Records from a data collection:
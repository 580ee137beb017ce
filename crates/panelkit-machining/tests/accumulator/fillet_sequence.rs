use crate::common::{assert_continuous, kinds, outline_token, p, route, route_token, TOOL};
use panelkit_core::{ArcDirection, Fillet, MachiningOperation, Offset, Route, SequenceError, Token};
use panelkit_machining::{accumulate, TokenAccumulator};

fn fillet(radius: f64) -> Token {
    Token::Fillet(Fillet::new(radius))
}

fn square_with_fillets(size: f64, radius: f64) -> Vec<Token> {
    let half = size / 2.0;
    vec![
        route_token(p(half, 0.0), p(size, 0.0)),
        fillet(radius),
        route_token(p(size, 0.0), p(size, size)),
        fillet(radius),
        route_token(p(size, size), p(0.0, size)),
        fillet(radius),
        route_token(p(0.0, size), p(0.0, 0.0)),
        fillet(radius),
        route_token(p(0.0, 0.0), p(half, 0.0)),
    ]
}

#[test]
fn test_filleted_square_is_closed_and_continuous() {
    let ops = accumulate(square_with_fillets(50.0, 5.0)).unwrap();

    assert_eq!(
        kinds(&ops),
        [
            "SetMill", "Route", "Arc", "Route", "Arc", "Route", "Arc", "Route", "Arc", "Route"
        ]
    );
    assert_continuous(&ops);

    let MachiningOperation::SetMill(set_mill) = &ops[0] else {
        panic!("expected a SetMill marker");
    };
    assert_eq!(set_mill.start, p(25.0, 0.0));
    assert_eq!(set_mill.tool_name, TOOL);

    for op in &ops {
        if let MachiningOperation::Arc(arc) = op {
            let center = arc.center.expect("synthesised arcs carry a center");
            assert!((center.distance_to(&arc.start) - 5.0).abs() < 1e-9);
            assert!((center.distance_to(&arc.end) - 5.0).abs() < 1e-9);
            assert_eq!(arc.direction, ArcDirection::CounterClockWise);
            assert_eq!(arc.tool_name, TOOL);
            assert_eq!(arc.sequence_number, 1);
        }
    }

    let first = ops[1].as_route().unwrap();
    assert_eq!(first.start, p(25.0, 0.0));
    assert!(first.end.approx_eq(&p(45.0, 0.0), 1e-9));
}

#[test]
fn test_clockwise_square_gives_clockwise_arcs() {
    let tokens = vec![
        route_token(p(0.0, 25.0), p(0.0, 50.0)),
        fillet(2.0),
        route_token(p(0.0, 50.0), p(50.0, 50.0)),
        fillet(2.0),
        route_token(p(50.0, 50.0), p(50.0, 0.0)),
    ];
    let ops = accumulate(tokens).unwrap();
    assert_eq!(kinds(&ops), ["Route", "Arc", "Route", "Arc", "Route"]);
    for op in &ops {
        if let MachiningOperation::Arc(arc) = op {
            assert_eq!(arc.direction, ArcDirection::ClockWise);
        }
    }
}

#[test]
fn test_accumulation_is_deterministic() {
    let width = 302.125;
    let height = 1521.325;
    let tokens = vec![
        route_token(p(width / 2.0, 0.0), p(width, 0.0)),
        fillet(12.5),
        route_token(p(width, 0.0), p(width, height)),
        fillet(12.5),
        route_token(p(width, height), p(0.0, height)),
        fillet(12.5),
        route_token(p(0.0, height), p(0.0, 0.0)),
        fillet(12.5),
        route_token(p(0.0, 0.0), p(width / 2.0, 0.0)),
    ];

    let first = accumulate(tokens.clone()).unwrap();
    let second = accumulate(tokens).unwrap();
    assert_eq!(first, second);
    assert_eq!(first.len(), 10);
    assert_continuous(&first);
}

#[test]
fn test_disconnected_routes_are_rejected() {
    let mut accumulator = TokenAccumulator::new();
    accumulator
        .add_token(route_token(p(0.0, 0.0), p(10.0, 0.0)))
        .unwrap();
    accumulator.add_token(fillet(5.0)).unwrap();
    let err = accumulator
        .add_token(route_token(p(15.0, 0.0), p(20.0, 20.0)))
        .unwrap_err();

    assert_eq!(
        err,
        SequenceError::FilletDisconnected {
            previous_end: p(10.0, 0.0),
            next_start: p(15.0, 0.0),
        }
    );
    assert!(err.is_connectivity_error());
}

fn attribute_error(next: Token) -> SequenceError {
    let mut accumulator = TokenAccumulator::new();
    accumulator
        .add_token(route_token(p(0.0, 0.0), p(10.0, 0.0)))
        .unwrap();
    accumulator.add_token(fillet(2.0)).unwrap();
    accumulator.add_token(next).unwrap_err()
}

#[test]
fn test_attribute_mismatches_are_rejected() {
    let base = route(TOOL, p(10.0, 0.0), p(10.0, 10.0));

    let cases = [
        (
            Route {
                tool_name: "E002".to_string(),
                ..base.clone()
            },
            "tool name",
        ),
        (base.clone().with_offset(Offset::Left), "offset"),
        (base.clone().with_sequence_number(2), "sequence number"),
        (base.clone().with_number_of_passes(3), "number of passes"),
        (
            Route {
                start_depth: -4.0,
                ..base.clone()
            },
            "depth",
        ),
    ];

    for (next, attribute) in cases {
        let err = attribute_error(Token::Route(next));
        assert_eq!(err, SequenceError::FilletAttributeMismatch { attribute });
        assert!(err.is_connectivity_error());
    }
}

#[test]
fn test_fillet_between_route_and_outline_is_rejected() {
    let err = attribute_error(outline_token(p(10.0, 0.0), p(10.0, 10.0)));
    assert_eq!(
        err,
        SequenceError::FilletKindMismatch {
            previous: "Route",
            next: "OutlineSegment",
        }
    );
    assert!(err.is_placement_error());
}

#[test]
fn test_straight_through_fillet_is_geometry_error() {
    let err = attribute_error(route_token(p(10.0, 0.0), p(20.0, 0.0)));
    assert!(err.is_geometry_error());
    assert!(err.to_string().starts_with("Invalid fillet between points"));
}

#[test]
fn test_oversized_radius_is_geometry_error() {
    let mut accumulator = TokenAccumulator::new();
    accumulator
        .add_token(route_token(p(0.0, 0.0), p(10.0, 0.0)))
        .unwrap();
    accumulator.add_token(fillet(50.0)).unwrap();
    let err = accumulator
        .add_token(route_token(p(10.0, 0.0), p(10.0, 10.0)))
        .unwrap_err();
    assert!(err.is_geometry_error());
}

#[test]
fn test_ramped_depth_carries_through_arc() {
    let first = route(TOOL, p(0.0, 0.0), p(10.0, 0.0));
    let first = Route {
        start_depth: -1.0,
        end_depth: -2.0,
        ..first
    };
    let second = Route {
        start_depth: -2.0,
        end_depth: -3.0,
        ..route(TOOL, p(10.0, 0.0), p(10.0, 10.0))
    };

    let ops = accumulate([Token::Route(first), fillet(1.0), Token::Route(second)]).unwrap();
    let arc = ops[1].as_segment().unwrap();
    assert_eq!(arc.start_depth(), -2.0);
    assert_eq!(arc.end_depth(), -2.0);
    assert_eq!(ops[2].as_route().unwrap().end_depth, -3.0);
}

What is expected:
Search the entries for "ArcDirection" and copy each matching line.

Solution to this exercise:
use panelkit_core::{ArcDirection, Fillet, MachiningOperation, Offset, Route, SequenceError, Token};
            assert_eq!(arc.direction, ArcDirection::CounterClockWise);
            assert_eq!(arc.direction, ArcDirection::ClockWise);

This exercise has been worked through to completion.